→ **WHAT THE TASK REQUIRES**: Print, in exact form, the lines below from the one containing "bit flips in" through the one containing "last of them.", and omit all others.

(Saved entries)
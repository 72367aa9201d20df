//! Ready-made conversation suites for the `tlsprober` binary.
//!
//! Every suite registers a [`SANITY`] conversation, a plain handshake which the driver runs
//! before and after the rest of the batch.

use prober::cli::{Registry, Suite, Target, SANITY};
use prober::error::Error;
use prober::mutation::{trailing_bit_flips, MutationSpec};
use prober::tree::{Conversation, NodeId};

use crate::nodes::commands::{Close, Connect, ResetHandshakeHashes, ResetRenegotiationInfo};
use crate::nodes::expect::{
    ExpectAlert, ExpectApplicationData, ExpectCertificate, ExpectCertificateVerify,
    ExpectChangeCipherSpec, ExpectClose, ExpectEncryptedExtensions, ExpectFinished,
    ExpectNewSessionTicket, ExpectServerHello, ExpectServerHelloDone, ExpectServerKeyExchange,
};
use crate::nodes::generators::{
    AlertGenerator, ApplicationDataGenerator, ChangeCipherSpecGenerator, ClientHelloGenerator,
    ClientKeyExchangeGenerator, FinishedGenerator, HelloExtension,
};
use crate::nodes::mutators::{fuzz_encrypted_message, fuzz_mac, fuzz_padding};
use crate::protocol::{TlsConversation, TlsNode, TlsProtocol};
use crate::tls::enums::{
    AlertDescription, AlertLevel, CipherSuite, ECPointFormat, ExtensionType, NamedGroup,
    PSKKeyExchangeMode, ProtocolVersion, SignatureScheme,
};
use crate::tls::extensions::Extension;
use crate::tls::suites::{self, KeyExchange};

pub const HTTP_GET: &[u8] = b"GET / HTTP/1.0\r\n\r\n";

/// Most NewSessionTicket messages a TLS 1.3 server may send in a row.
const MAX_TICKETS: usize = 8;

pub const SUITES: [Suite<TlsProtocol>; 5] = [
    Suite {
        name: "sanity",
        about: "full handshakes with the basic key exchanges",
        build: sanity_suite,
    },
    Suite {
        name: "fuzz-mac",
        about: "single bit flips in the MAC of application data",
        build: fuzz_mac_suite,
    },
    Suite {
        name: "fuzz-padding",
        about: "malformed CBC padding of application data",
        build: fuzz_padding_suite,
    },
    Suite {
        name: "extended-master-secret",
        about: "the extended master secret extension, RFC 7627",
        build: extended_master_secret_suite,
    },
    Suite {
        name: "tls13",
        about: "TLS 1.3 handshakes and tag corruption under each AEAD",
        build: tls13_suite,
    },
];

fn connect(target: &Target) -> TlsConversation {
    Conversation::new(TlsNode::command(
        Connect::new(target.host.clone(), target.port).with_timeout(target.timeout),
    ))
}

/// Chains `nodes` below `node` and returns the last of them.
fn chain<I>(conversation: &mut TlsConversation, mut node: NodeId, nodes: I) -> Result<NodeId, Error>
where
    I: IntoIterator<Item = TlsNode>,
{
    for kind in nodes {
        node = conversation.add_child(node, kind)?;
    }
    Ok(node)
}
* * *
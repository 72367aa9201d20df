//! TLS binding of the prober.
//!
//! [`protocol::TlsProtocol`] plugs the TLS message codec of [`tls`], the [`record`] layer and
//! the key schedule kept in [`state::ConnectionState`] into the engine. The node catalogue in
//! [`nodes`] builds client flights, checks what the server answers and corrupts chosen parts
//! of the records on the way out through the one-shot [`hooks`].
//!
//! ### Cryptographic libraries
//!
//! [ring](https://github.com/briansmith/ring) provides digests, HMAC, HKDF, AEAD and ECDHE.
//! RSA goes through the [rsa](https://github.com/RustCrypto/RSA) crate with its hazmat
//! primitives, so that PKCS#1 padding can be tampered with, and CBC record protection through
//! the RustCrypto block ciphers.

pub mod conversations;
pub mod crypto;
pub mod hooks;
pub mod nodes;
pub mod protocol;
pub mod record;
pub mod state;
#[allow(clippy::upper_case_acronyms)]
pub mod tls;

→ **ANSWER AREA**:
        about: "single bit flips in the MAC of application data",
        build: fuzz_mac_suite,
    },
    Suite {
        name: "fuzz-padding",
        about: "malformed CBC padding of application data",
        build: fuzz_padding_suite,
    },
    Suite {
        name: "extended-master-secret",
        about: "the extended master secret extension, RFC 7627",
        build: extended_master_secret_suite,
    },
    Suite {
        name: "tls13",
        about: "TLS 1.3 handshakes and tag corruption under each AEAD",
        build: tls13_suite,
    },
];

fn connect(target: &Target) -> TlsConversation {
    Conversation::new(TlsNode::command(
        Connect::new(target.host.clone(), target.port).with_timeout(target.timeout),
    ))
}

/// Chains `nodes` below `node` and returns the last of them.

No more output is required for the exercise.